Construction for the optimal permutation
Start pairing the elements starting from N. Suppose you are at any non paired element x, pair it with the closest non paired value y such that x \oplus y = x + y, i.e, none of the bits are lost and it can be proved that for every x such a y exists.
For example: Optimal permutation for N = 8 is
6 5 4 3 2 1 8 7
- For N odd:
\sum_{x=1}^{N} B_{x, i} \leq \frac{N}{2} + 1, \forall i \in [0, hsb]. For the values of i where \sum_{x=1}^{N} B_{x, i} = \frac{N}{2} + 1, atmost \frac{N}{2} set bits can be paired with \frac{N}{2} unset bits, implying atleast 1 set bit will get canceled. For other bit positions, atmax all the bits can be paired.
So upper bound on the answer is 2 \cdot (\sum_{i = 1}^{N} i - \sum_{i = 0}^{hsb} f(i)), where:
f(i)= \begin{dcases} 2^i,& \text{if } \sum_{x=1}^{N} B_{x, i} = \frac{N}{2} + 1\\ 0, & \text{otherwise} \end{dcases}
Construction for the optimal permutation
Start pairing the elements starting from N. Suppose you are at any non paired element x, pair it with the closest non paired value y such that x \oplus y = x + y, i.e, none of the bits are lost and if such a y doesn’t exist, have P_x = x, i.e, pair the element with itself.

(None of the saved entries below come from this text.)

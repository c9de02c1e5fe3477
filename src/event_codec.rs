use serde::{Deserialize, Serialize};
use tracing::debug;

const ASSIST_MARKER: &str = "Assist:";
const PENALTY_MARKER: &str = "(P)";
const EVENT_SEPARATOR: char = '|';
const MINUTE_SEPARATOR: char = '·';
const SCORER_FIELD_INDEX: usize = 2;

/// One encoded event cell as it arrives from the match table.
///
/// Goal and card columns are either a literal list written as text
/// (`"['45|Goal|Jane Doe|Assist: Ann Smith']"`) or an already-decoded list.
/// Penalty columns are plain `|`-separated text.
#[derive(Debug, Clone, PartialEq, Eq, Default, Serialize, Deserialize)]
#[serde(untagged)]
pub enum EventField {
    #[default]
    Missing,
    List(Vec<String>),
    Text(String),
}

impl EventField {
    pub fn text(raw: impl Into<String>) -> Self {
        Self::Text(raw.into())
    }

    pub fn list<I, S>(items: I) -> Self
    where
        I: IntoIterator<Item = S>,
        S: Into<String>,
    {
        Self::List(items.into_iter().map(Into::into).collect())
    }

    pub fn is_missing(&self) -> bool {
        matches!(self, Self::Missing)
    }
}

/// Missing values, malformed text and literals that are not lists all decode
/// to an empty list; this never fails.
pub fn decode_list_field(value: &EventField) -> Vec<String> {
    match value {
        EventField::Missing => Vec::new(),
        EventField::List(items) => items.clone(),
        EventField::Text(raw) => match parse_literal(raw) {
            Some(Literal::List(items)) => items,
            Some(Literal::Scalar) => Vec::new(),
            None => {
                debug!(raw = %raw, "event field is not a literal list; treating as empty");
                Vec::new()
            }
        },
    }
}

pub fn count(value: &EventField) -> u32 {
    decode_list_field(value).len() as u32
}

/// Scoring player of a goal-detail event (`minute|kind|player|...`), `None` without a player slot.
pub fn extract_scorer(event: &str) -> Option<&str> {
    event
        .split(EVENT_SEPARATOR)
        .nth(SCORER_FIELD_INDEX)
        .map(str::trim)
}

pub fn has_assist(event: &str) -> bool {
    event.contains(ASSIST_MARKER)
}

/// Decode a penalty-goal field (`"Jane Doe (P)·45|John Roe·60"`) into player names.
pub fn decode_penalty_field(value: &EventField) -> Vec<String> {
    let EventField::Text(raw) = value else {
        return Vec::new();
    };
    raw.split(EVENT_SEPARATOR)
        .map(|entry| {
            let before_minute = entry.split(MINUTE_SEPARATOR).next().unwrap_or_default();
            before_minute.replace(PENALTY_MARKER, "").trim().to_string()
        })
        .collect()
}

#[derive(Debug, PartialEq)]
enum Literal {
    List(Vec<String>),
    Scalar,
}

// Nested items (tuples, lists, dicts) are kept as their source text.
fn parse_literal(raw: &str) -> Option<Literal> {
    let mut cursor = Cursor::new(raw.trim());
    let literal = match cursor.peek()? {
        '[' => Literal::List(cursor.container()?),
        _ => {
            cursor.item()?;
            Literal::Scalar
        }
    };
    cursor.skip_ws();
    cursor.at_end().then_some(literal)
}

struct Cursor<'a> {
    src: &'a str,
    pos: usize,
}

impl<'a> Cursor<'a> {
    fn new(src: &'a str) -> Self {
        Self { src, pos: 0 }
    }

    fn peek(&self) -> Option<char> {
        self.src[self.pos..].chars().next()
    }

    fn bump(&mut self) -> Option<char> {
        let ch = self.peek()?;
        self.pos += ch.len_utf8();
        Some(ch)
    }

    fn at_end(&self) -> bool {
        self.pos >= self.src.len()
    }

    fn skip_ws(&mut self) {
        while self.peek().is_some_and(char::is_whitespace) {
            self.bump();
        }
    }

    fn item(&mut self) -> Option<String> {
        match self.peek()? {
            '\'' | '"' => self.string(),
            '[' | '(' | '{' => {
                let start = self.pos;
                self.container()?;
                Some(self.src[start..self.pos].to_string())
            }
            _ => self.scalar(),
        }
    }

    /// Bracketed sequence of items; dict entries yield their keys.
    fn container(&mut self) -> Option<Vec<String>> {
        let close = match self.bump()? {
            '[' => ']',
            '(' => ')',
            '{' => '}',
            _ => return None,
        };
        let mut items = Vec::new();
        loop {
            self.skip_ws();
            if self.peek()? == close {
                self.bump();
                return Some(items);
            }
            items.push(self.item()?);
            self.skip_ws();
            if close == '}' && self.peek() == Some(':') {
                self.bump();
                self.skip_ws();
                self.item()?;
                self.skip_ws();
            }
            match self.bump()? {
                ',' => continue,
                ch if ch == close => return Some(items),
                _ => return None,
            }
        }
    }

    /// Quoted string, including implicit concatenation of adjacent literals.
    fn string(&mut self) -> Option<String> {
        let mut out = self.quoted()?;
        loop {
            self.skip_ws();
            match self.peek() {
                Some('\'' | '"') => out.push_str(&self.quoted()?),
                _ => return Some(out),
            }
        }
    }

    fn quoted(&mut self) -> Option<String> {
        let quote = self.bump()?;
        let mut out = String::new();
        loop {
            match self.bump()? {
                ch if ch == quote => return Some(out),
                '\n' => return None,
                '\\' => match self.bump()? {
                    'n' => out.push('\n'),
                    't' => out.push('\t'),
                    'r' => out.push('\r'),
                    'a' => out.push('\u{7}'),
                    'b' => out.push('\u{8}'),
                    'f' => out.push('\u{c}'),
                    'v' => out.push('\u{b}'),
                    '\\' => out.push('\\'),
                    '\'' => out.push('\''),
                    '"' => out.push('"'),
                    '\n' => {}
                    'x' => out.push(self.hex_escape(2)?),
                    'u' => out.push(self.hex_escape(4)?),
                    'U' => out.push(self.hex_escape(8)?),
                    first @ '0'..='7' => out.push(self.octal_escape(first)?),
                    // `\N{...}` named escapes are not decoded.
                    'N' => return None,
                    other => {
                        out.push('\\');
                        out.push(other);
                    }
                },
                ch => out.push(ch),
            }
        }
    }

    fn hex_escape(&mut self, digits: usize) -> Option<char> {
        let end = self.pos.checked_add(digits)?;
        let hex = self.src.get(self.pos..end)?;
        if !hex.chars().all(|c| c.is_ascii_hexdigit()) {
            return None;
        }
        self.pos = end;
        char::from_u32(u32::from_str_radix(hex, 16).ok()?)
    }

    fn octal_escape(&mut self, first: char) -> Option<char> {
        let mut code = first.to_digit(8)?;
        for _ in 0..2 {
            match self.peek().and_then(|c| c.to_digit(8)) {
                Some(digit) => {
                    code = code * 8 + digit;
                    self.bump();
                }
                None => break,
            }
        }
        char::from_u32(code)
    }

    fn scalar(&mut self) -> Option<String> {
        let start = self.pos;
        while let Some(ch) = self.peek() {
            if matches!(ch, ',' | ':' | ']' | ')' | '}') || ch.is_whitespace() {
                break;
            }
            self.bump();
        }
        let token = &self.src[start..self.pos];
        let is_keyword = matches!(token, "None" | "True" | "False");
        let is_number = token.parse::<f64>().is_ok()
            && token
                .chars()
                .all(|c| c.is_ascii_digit() || matches!(c, '-' | '+' | '.' | 'e' | 'E'));
        (is_keyword || is_number).then(|| token.to_string())
    }
}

It can be proved that there exists only one index where this happens.
For example: Optimal permutation for N = 11 is
2 1 *3* 11 10 9 8 7 6 5 4 3 2 1
Here P_3 = 3.
Hence we are able to find a construction achieving the upper bound, thereby making it our answer.
COMPLEXITY ANALYSIS:
Maximum computation time is taken to calculate \sum_{i = 0}^{hsb} f(i) which can be calculated in two ways:
- Make a frequency array F where F_i represents the number of elements in the range [1, N] having their i^{th} bit set. This can be done in \mathcal {O}(sumN \log_2 maxN) where sumN represents the sum of N overall tests and maxN represents the maximum of N over all tests. This will pass subtask 1.
- The same can also be calculated in (\log_2 N)^2 using combinatorics and even better in \log_2 N with additional use of prefix sums. So the total complexity is \mathcal {O}(T \log_2 N).
Observation that makes the code way simple
Only the first consecutive set bits of N matter. See editorialist code for reference.
SOLUTIONS:
Setter's Solution
/**
* Coded by : lucky_21
* --------Lokesh Singh
**/
#include<bits/stdc++.h>
using namespace std;
#define F first
#define S second
#define pb push_back
#define lb lower_bound
#define ub upper_bound
#define vi vector<int>
#define all(x) x.begin(),x.end()
#define fix fixed<<setprecision(10)
#define rep(i,a,b) for(int i=int(a);i<=int(b);i++)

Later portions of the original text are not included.